- Instructions to follow: Provide the number of lines in the entries below containing "RadioCall", with no further words.

[Stored data entries]
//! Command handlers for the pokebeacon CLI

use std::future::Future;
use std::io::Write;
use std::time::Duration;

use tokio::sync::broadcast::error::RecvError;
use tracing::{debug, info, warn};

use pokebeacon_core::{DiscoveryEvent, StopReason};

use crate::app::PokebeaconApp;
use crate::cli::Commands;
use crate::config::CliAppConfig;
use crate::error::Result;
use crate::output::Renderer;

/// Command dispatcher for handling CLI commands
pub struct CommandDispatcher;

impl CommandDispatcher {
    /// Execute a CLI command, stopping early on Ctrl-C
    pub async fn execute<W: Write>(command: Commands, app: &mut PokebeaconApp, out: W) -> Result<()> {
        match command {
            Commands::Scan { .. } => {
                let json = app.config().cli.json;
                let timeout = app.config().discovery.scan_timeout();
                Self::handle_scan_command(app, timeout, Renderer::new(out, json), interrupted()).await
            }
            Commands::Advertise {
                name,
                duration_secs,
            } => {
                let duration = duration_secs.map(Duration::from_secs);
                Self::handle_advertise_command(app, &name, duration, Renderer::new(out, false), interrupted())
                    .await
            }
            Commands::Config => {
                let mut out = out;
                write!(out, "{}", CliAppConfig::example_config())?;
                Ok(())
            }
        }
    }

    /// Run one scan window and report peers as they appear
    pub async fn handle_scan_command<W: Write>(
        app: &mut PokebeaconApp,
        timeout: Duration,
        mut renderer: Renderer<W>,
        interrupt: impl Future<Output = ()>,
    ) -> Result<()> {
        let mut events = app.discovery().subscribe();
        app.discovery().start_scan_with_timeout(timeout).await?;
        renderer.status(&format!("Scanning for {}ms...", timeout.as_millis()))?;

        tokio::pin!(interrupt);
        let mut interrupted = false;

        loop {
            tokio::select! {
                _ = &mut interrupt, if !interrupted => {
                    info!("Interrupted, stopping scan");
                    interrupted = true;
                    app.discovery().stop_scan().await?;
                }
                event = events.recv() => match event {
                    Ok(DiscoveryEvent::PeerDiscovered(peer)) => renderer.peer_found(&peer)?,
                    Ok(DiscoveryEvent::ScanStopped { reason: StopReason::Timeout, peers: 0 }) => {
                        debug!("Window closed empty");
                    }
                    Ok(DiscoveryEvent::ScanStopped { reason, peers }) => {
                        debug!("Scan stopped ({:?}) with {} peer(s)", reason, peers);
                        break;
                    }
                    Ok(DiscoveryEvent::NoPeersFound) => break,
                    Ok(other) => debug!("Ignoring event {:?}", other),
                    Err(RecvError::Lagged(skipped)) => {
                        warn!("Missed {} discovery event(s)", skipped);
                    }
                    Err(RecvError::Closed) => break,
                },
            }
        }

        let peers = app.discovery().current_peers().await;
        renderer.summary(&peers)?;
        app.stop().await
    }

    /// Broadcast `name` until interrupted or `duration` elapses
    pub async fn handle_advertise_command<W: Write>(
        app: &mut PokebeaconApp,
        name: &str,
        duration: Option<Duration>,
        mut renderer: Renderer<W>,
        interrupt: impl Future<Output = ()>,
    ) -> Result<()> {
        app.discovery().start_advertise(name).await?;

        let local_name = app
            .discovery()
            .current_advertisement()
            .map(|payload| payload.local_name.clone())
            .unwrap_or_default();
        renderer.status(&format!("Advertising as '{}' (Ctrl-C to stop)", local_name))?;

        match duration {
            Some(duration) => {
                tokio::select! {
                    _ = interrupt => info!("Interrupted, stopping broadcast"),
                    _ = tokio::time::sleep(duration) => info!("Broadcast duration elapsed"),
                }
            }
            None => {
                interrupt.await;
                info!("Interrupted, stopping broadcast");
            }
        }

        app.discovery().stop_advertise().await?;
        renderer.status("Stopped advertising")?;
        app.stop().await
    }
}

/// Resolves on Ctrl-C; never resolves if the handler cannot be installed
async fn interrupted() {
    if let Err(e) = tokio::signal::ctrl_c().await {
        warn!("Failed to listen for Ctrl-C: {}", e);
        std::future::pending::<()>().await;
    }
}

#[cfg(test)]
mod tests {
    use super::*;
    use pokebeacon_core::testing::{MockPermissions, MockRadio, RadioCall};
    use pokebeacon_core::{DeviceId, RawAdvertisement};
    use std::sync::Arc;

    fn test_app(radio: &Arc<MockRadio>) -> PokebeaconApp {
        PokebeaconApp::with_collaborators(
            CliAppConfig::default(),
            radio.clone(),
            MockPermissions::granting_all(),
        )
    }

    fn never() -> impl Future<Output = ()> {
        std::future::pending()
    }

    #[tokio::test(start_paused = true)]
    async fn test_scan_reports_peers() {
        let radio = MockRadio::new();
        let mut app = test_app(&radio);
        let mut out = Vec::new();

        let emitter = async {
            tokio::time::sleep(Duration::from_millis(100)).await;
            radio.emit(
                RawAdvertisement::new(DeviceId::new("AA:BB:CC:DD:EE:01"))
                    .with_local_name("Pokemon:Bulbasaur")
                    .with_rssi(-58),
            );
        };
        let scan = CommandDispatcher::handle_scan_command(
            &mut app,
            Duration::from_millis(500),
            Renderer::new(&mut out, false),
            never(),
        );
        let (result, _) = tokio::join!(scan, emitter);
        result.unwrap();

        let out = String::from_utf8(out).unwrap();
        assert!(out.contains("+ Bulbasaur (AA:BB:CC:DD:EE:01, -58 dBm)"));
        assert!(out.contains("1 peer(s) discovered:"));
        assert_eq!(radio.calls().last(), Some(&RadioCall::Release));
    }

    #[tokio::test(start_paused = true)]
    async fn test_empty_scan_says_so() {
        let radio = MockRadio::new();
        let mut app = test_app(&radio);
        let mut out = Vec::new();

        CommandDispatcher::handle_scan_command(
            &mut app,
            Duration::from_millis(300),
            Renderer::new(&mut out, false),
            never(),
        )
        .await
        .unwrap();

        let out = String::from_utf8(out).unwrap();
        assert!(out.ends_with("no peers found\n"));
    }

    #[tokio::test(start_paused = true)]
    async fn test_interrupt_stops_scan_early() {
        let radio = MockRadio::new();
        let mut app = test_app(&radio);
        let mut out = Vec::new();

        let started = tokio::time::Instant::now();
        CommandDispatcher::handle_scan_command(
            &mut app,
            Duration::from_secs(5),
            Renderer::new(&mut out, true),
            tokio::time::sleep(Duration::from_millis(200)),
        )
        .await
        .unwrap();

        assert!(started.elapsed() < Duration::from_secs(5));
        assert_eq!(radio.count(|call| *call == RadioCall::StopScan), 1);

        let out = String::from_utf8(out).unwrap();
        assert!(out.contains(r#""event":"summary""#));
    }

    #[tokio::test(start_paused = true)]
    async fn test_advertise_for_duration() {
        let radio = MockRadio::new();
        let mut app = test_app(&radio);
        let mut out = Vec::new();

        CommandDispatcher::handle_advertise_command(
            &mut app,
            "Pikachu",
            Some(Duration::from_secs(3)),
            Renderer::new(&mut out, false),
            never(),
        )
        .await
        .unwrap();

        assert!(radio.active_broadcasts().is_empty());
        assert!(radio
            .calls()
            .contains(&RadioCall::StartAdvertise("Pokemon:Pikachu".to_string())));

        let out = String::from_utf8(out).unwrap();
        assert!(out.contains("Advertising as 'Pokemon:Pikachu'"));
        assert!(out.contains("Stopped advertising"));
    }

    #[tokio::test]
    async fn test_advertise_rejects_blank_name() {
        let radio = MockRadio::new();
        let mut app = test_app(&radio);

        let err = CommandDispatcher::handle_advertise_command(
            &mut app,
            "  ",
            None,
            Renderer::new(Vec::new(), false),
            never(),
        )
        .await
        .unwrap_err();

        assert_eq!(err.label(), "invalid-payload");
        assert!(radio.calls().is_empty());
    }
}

* * *

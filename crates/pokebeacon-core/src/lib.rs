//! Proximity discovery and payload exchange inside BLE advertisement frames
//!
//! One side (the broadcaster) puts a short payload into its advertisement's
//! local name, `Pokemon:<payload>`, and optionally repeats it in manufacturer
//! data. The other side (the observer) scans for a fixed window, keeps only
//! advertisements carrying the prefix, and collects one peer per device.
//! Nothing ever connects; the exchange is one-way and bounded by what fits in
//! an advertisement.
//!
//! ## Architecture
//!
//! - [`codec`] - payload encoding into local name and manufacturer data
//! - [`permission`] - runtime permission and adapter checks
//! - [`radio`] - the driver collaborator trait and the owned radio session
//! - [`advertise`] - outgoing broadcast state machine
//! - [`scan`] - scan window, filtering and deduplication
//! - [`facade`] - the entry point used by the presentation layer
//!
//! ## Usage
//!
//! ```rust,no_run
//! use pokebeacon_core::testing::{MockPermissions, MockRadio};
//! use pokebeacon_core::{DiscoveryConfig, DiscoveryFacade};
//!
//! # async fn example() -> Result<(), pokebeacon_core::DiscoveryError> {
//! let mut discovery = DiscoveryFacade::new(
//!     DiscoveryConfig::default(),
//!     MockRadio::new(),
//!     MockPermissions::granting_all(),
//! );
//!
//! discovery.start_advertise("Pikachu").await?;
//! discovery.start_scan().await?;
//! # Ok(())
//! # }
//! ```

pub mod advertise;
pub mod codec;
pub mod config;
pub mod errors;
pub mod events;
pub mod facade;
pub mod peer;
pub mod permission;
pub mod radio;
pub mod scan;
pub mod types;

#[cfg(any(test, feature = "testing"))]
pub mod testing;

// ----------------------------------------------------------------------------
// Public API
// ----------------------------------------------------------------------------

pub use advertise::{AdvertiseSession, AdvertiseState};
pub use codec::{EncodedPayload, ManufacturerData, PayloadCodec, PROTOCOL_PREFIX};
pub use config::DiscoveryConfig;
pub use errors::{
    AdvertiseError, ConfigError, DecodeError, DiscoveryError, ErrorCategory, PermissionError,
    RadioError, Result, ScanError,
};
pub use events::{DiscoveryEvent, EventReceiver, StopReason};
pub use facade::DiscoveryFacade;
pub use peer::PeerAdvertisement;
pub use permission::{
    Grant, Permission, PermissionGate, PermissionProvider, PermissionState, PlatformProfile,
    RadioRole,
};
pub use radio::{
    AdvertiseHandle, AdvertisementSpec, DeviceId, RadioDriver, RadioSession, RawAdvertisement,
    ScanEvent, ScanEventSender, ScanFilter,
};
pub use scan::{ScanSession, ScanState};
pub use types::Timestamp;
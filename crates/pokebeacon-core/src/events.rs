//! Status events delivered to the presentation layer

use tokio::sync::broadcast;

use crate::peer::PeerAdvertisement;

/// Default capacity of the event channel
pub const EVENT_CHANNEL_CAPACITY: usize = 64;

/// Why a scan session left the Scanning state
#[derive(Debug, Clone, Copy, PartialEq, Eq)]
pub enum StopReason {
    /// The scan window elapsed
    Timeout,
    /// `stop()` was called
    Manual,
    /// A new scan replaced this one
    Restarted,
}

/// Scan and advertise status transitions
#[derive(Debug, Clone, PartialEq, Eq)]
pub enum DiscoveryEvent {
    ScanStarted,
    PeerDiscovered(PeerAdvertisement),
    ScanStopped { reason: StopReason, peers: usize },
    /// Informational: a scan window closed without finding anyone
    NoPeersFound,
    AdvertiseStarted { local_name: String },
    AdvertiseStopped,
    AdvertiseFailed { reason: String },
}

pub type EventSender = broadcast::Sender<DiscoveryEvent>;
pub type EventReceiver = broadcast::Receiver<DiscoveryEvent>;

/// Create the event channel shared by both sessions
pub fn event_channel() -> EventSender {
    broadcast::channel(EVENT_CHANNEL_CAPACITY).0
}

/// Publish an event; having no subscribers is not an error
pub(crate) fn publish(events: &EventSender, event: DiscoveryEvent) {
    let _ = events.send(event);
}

- Output of the exercise: 4